I took some time to read past attempts on “make OpenStreetMap data more semantic” in the RDF sense, however the ones that are actually still used today have a strong relationship with delivering the full thing. The more academic and/or buzzwordy the terms the less likely to be adopted. And I think there’s practical issues (e.g. people actually tried in production, but didn’t have performance as alternatives).
If we consider that OpenStreetMap data (because it is almost always explicitly anchored with spatial relation) the de facto optimized size of its form on a traditional triplestore would be massive. So if Wikidata is already looking for alternatives to handle their query engine, there’s no tool today able to handle full OSM data. The closest to this is this paper
but it takes as much as 48 days to process the full planet. So imagine that realistically speaking, it is better to work towards using the explanation of how concepts are represented in tags to then rewrite these so the actual query could be run very efficiently on an overpass. Since these queries would be complex for humans to write by hand, I think we could already use the way to represent concepts both for validation, but in some years the full query. If necessary, we try to optimize some cache for Overpass, but generic databases for SPARQL will not cope with OSM ever.
One problem is that pretty much every potential buzzword we try to use to explain something new before actually being ready, someone in the past promised as revolutionary, but then didn’t deliver. It might feel hostile at first, but even the complaints about DWG against imports (from what I’m perceiving) is because by far the easiest way to break OSM is by imports, so it makes sense. On Wikidata, bad Imports would be far harder to perceive than OpenStreetMap because on OSM anyone can see things in the map, but how to visualize abstract things that may be lost on Wikidata? If we assume that it is easier to see errors on OSM than Wikidata, and that average non-experts, not massive imports, tend to improve the result, things make sense.
With all this said, also being realistic that even developers from Overpass augmented in public that’s is hard for developers on OSM to have “buy in” from ideas I’m new, but it seems that it is not about being hostile to new ideas, just that developers have a strong culture of “talk is cheap, show the code”. I do understand people got some hope with Sophox being somewhat fast, however blazegraph was one of the worst tripestores to archive GeoSPARQL compliance
So yes, I fully agree we could try ways to make data, like the separators from fields, and other simpler things. And also that this has a massive potential to be reused inside OpenStreetMap, because every developer will prefer this (but, again, unless things are very broken, we assume it is better to assume original data is kept unchanged).

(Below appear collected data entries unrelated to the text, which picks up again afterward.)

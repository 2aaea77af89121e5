//! Like endpoints.

use axum::{
    Json, Router,
    extract::State,
    routing::{get, post},
};
use likeboard_common::AppResult;
use likeboard_core::PostLikes;
use likeboard_db::entities::like;
use serde::{Deserialize, Serialize};

use crate::{
    extractors::{ApiPath, ApiQuery, AuthUser},
    middleware::AppState,
    response::MessageResponse,
};

/// A single like.
#[derive(Serialize)]
#[serde(rename_all = "camelCase")]
pub struct LikeResponse {
    pub id: i32,
    pub user_id: i32,
    pub created_at: String,
}

impl From<like::Model> for LikeResponse {
    fn from(like: like::Model) -> Self {
        Self {
            id: like.id,
            user_id: like.user_id,
            created_at: like.created_at.to_rfc3339(),
        }
    }
}

/// Likes on a post.
#[derive(Serialize)]
#[serde(rename_all = "camelCase")]
pub struct PostLikesResponse {
    pub post_id: i32,
    pub count: u64,
    pub likes: Vec<LikeResponse>,
}

impl From<PostLikes> for PostLikesResponse {
    fn from(page: PostLikes) -> Self {
        Self {
            post_id: page.post_id,
            count: page.count,
            likes: page.likes.into_iter().map(Into::into).collect(),
        }
    }
}

/// List likes query.
#[derive(Debug, Deserialize)]
#[serde(rename_all = "camelCase")]
pub struct ListLikesQuery {
    #[serde(default = "default_limit")]
    pub limit: u64,
    pub until_id: Option<i32>,
}

const fn default_limit() -> u64 {
    10
}

/// Like a post.
async fn like(
    AuthUser(caller): AuthUser,
    State(state): State<AppState>,
    ApiPath(post_id): ApiPath<i32>,
) -> AppResult<Json<MessageResponse>> {
    state.like_service.like(caller.user_id, post_id).await?;

    Ok(Json(MessageResponse::new(format!(
        "Post with ID {post_id} was liked"
    ))))
}

/// Remove a like from a post.
async fn unlike(
    AuthUser(caller): AuthUser,
    State(state): State<AppState>,
    ApiPath(post_id): ApiPath<i32>,
) -> AppResult<Json<MessageResponse>> {
    state.like_service.unlike(caller.user_id, post_id).await?;

    Ok(Json(MessageResponse::new(format!(
        "Post with ID {post_id} was unliked by user {}",
        caller.user_id
    ))))
}

/// List likes on a post.
async fn list(
    State(state): State<AppState>,
    ApiPath(post_id): ApiPath<i32>,
    ApiQuery(query): ApiQuery<ListLikesQuery>,
) -> AppResult<Json<PostLikesResponse>> {
    let page = state
        .like_service
        .likes_for_post(post_id, query.limit, query.until_id)
        .await?;

    Ok(Json(page.into()))
}

pub fn router() -> Router<AppState> {
    Router::new()
        .route("/{post_id}/like", post(like).delete(unlike))
        .route("/{post_id}/likes", get(list))
}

About formalize better the tags and concepts themselves
Ok, going back to what I think might be easier, the closest to be the place to store how values are expected to be are the OpenStreetMap Wiki. TagInfo is the closest production-ready use of data from the Wiki (and even the Data items got stuck). Also, Eveb Wikibase and Semantic MediaWiki somewhat store data as if it was content of Wiki (however they’re more more formal than Infoboxes, but the underlying storage is still just plain text on an SQL database.
However, the current implementation of the equivalent of OpenStreetMap Infoboxes doesn’t hold sufficient Information. And if we start adding new parameters, since this would obviously be used to check consistency of data, we need to check the consistency of what checks the consistency. Add to this that even if we restrict people adding new parameters, over the years things might conflict with each other, so we literally would need to plan ahead the full thing.
Also, some complaints on OpenStreetMap, like the idea of attaching a specific tag to a Wikidata item was discarded because often it was used wrong. This means eventually even the idea of what “primary highway” concepts represent must never be the tag we use for it, because is the same as try to argue with human ontologist that name of the person is the person (TL:DR; the IRI to represent abstract idea of “primary highway” being different from the tags allow for stricter checks, including formalize difference between countries). So, my argument here is that, since we cannot rely on external identifiers (such as a code to express the concept of World/Continent/Country-name, then we need to formalize it because it is used for other rules.
I know this might feel hard, but structural concepts cannot be offloaded, not even to Wikidata. Labels and translation, ok, but not something that could break continuous integration pipeline. Never would have “buy-in”. I mean, eventually we could start with the low hanging fruits, like the concept of word, then attach default rules, so if someone in the world digit one additional zero like in a higthway=residential + maxspeed=200, then worst case scenario, the generic rule would apply and reject that data.
On this case of the initial proposal (about how to split fields) might not even need full RDF, just encode such information with the tags themselves (and in case of regexes, since there’s more than one flavor of regex, then we would need to recommend have for every popular language). And for things that are too complicated to make by rules, then this must also deliver snippets of software that anyone could use for that rule.